You could of course use other approaches to run the script automatically, or run it manually when you want to, it’s entirely up to you!
The script can be downloaded here.
I have been using this for a few weeks and I very much like having this functionality, thank you for putting this together!
Unfortunately, I have recently been having trouble with Calendar.app itself. I would love to move this over to Fantastical 2 for Mac.
Is it as simple as switching out “tell Calendar” for “tell Fantastical 2”? I am all about Shortcuts, Keyboard Maestro, and Hazel but I am still intimidated by Apple Script. Thanks for your guidance!
I was able to use this script and find it very useful, but I’ve been trying to figure out how to add the project name with the task name to the calendar event. For example if my project is named “Children’s Book” and a task in this project is “Write outline” I want the calendar event to be “Children’s Book: Write Outline”.
I thought I could create two new variables in the script like this:
set project_name to containing project of the_task
set event_name to project_name & “: ” & task_name
Then I would change the “summary =” and the “summary:” to use the event_name variable.
I think because I’m new to AppleScript I’m having a hard time knowing what to search for on Google or in AppleScript books how to do this.
I can share my script with you if that helps
hey there – great script! Many thanks – one question – I use BUSYCal – so you think you can adapt this script to busy cal? would be so great and I would be ready to support your work
all the best
imanuel
All the calendars are in you´re icloud it doesn´t matter what calendar app you use
– Even tough the script lunches “calendar” for a short perioud of time and put the Omnifous tasks to the “omnifocus” calendar in the Calendar app
– Then you just refresh Busy cal and all should be there.
But after I upgraded to Catalina this stopped working.. don´t know why
This is excellent, Rosemary. The only problem I see is that also “dropped” tasks with a due date are included in the calendar — is that meant to be so?
Does this still work for you guys ? After the recent omnifocus update it stopped workign for me….
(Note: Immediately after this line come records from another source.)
use std::fs;

use assert_fs::prelude::*;
use assert_fs::TempDir;

use annotation_reorg::{AnnotationLookup, JsonCoreMetaStore, JsonMetadataStore, MetadataFilter, MetadataResolver, ReorgError};

fn rows() -> serde_json::Value {
    serde_json::json!([
        {"assembly_accession": "GCA_H", "name": "homo_sapiens", "display_name": "Homo sapiens (Human)",
         "dbname": "homo_sapiens_core_110_38", "ensembl_version": 110, "ensembl_genomes_version": 60,
         "genebuild_initial_date": "2014-01"},
        {"assembly_accession": "GCA_M", "name": "mus_musculus", "scientific_name": "Mus musculus",
         "dbname": "mus_musculus_core_110_39", "ensembl_version": 110, "ensembl_genomes_version": 60},
        {"assembly_accession": "GCA_R", "name": "rattus_norvegicus", "display_name": "Rattus norvegicus",
         "dbname": "rattus_norvegicus_core_111_7", "ensembl_version": 111, "ensembl_genomes_version": 61}
    ])
}

fn store(tmp: &TempDir) -> JsonMetadataStore {
    tmp.child("meta/ensembl_metadata_qrp.json").write_str(&rows().to_string()).unwrap();
    JsonMetadataStore::new(tmp.path().join("meta").to_str().unwrap(), "ensembl_metadata_qrp").unwrap()
}

fn filter(release: u32, rapid: u32) -> MetadataFilter {
    MetadataFilter {
        release_versions: vec![release],
        rapid_versions: vec![rapid],
        ..Default::default()
    }
}

#[test]
fn versions_select_rows() {
    let tmp = TempDir::new().unwrap();
    let store = store(&tmp);
    let f = filter(110, 60);
    let species: Vec<_> = store.species(&f).unwrap().map(Result::unwrap).collect();
    assert_eq!(species.len(), 2);
    assert_eq!(species[0].short_name(), "Homo_sapiens");
    assert_eq!(species[0].genebuild_initial_segment().as_deref(), Some("2014_01"));
    assert_eq!(species[1].display_name, "Mus musculus");
}

#[test]
fn both_versions_must_match() {
    let tmp = TempDir::new().unwrap();
    let store = store(&tmp);
    assert_eq!(store.species(&filter(110, 61)).unwrap().count(), 0);
}

#[test]
fn name_and_database_allow_lists() {
    let tmp = TempDir::new().unwrap();
    let store = store(&tmp);
    let mut f = filter(110, 60);
    f.species_names = vec!["mus_musculus".into()];
    let names: Vec<_> = store.species(&f).unwrap().map(|r| r.unwrap().name).collect();
    assert_eq!(names, vec!["mus_musculus"]);

    f.species_names.clear();
    f.database_names = vec!["homo_sapiens_core_110_38".into()];
    let names: Vec<_> = store.species(&f).unwrap().map(|r| r.unwrap().name).collect();
    assert_eq!(names, vec!["homo_sapiens"]);
}

#[test]
fn unreadable_store_is_a_resolver_error() {
    let tmp = TempDir::new().unwrap();
    let store = JsonMetadataStore::new(tmp.path().to_str().unwrap(), "absent").unwrap();
    let err = store.species(&filter(110, 60)).err().unwrap();
    assert!(matches!(err.downcast_ref::<ReorgError>(), Some(ReorgError::Resolver(_))));
}

#[test]
fn core_meta_accepts_maps_and_rows() {
    let tmp = TempDir::new().unwrap();
    let dir = tmp.path().join("core");
    fs::create_dir_all(&dir).unwrap();
    fs::write(dir.join("a_core.json"), r#"{"species.annotation_source": "refseq", "assembly.name": "x"}"#).unwrap();
    fs::write(
        dir.join("b_core.json"),
        r#"[{"meta_key": "species.annotation_source", "meta_value": ""},
            {"meta_key": "genebuild.initial_release_date", "meta_value": "2020-05"}]"#,
    )
    .unwrap();
    let lookup = JsonCoreMetaStore::new(dir.to_str().unwrap()).unwrap();

    let a = lookup.lookup("a_core").unwrap();
    assert_eq!(a.annotation_source(), "refseq");
    assert_eq!(a.get("assembly.name"), None);

    let b = lookup.lookup("b_core").unwrap();
    assert_eq!(b.annotation_source(), "ensembl");
    assert_eq!(b.initial_release_date().as_deref(), Some("2020_05"));

    assert_eq!(lookup.lookup("missing_core").unwrap().annotation_source(), "ensembl");
}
I’ve been trying to modify this script, so that only tasks in a certain project are added to the calendar. I don’t know much about AppleScript and I must be doing it wrong . . . . Has anyone else successfully modified this script to do that?
Thanks so much for this script! works well to get tasks into my calendar. FYI to get it to work I did have to change
set start_date to start_date – (task_estimate * minutes)
TO
set start_date to task_due – (task_estimate * minutes)
————
I’m wondering if you know of any way of getting OF tasks into apple/google calendar without using a Mac though? (Perhaps iOS only?)
Thanks!
Thanks for taking the time to point this out! You saved me a lot of head scratching
Great Script Thank You!
PS: I was missing the calendar integration in OF3.
In “GTD” David Allen says that the calendar is THE important tool to getting things done.
After I updated to Catalina, this is not working for me, is anyone else having problems ?
I am using on Catalina without problems.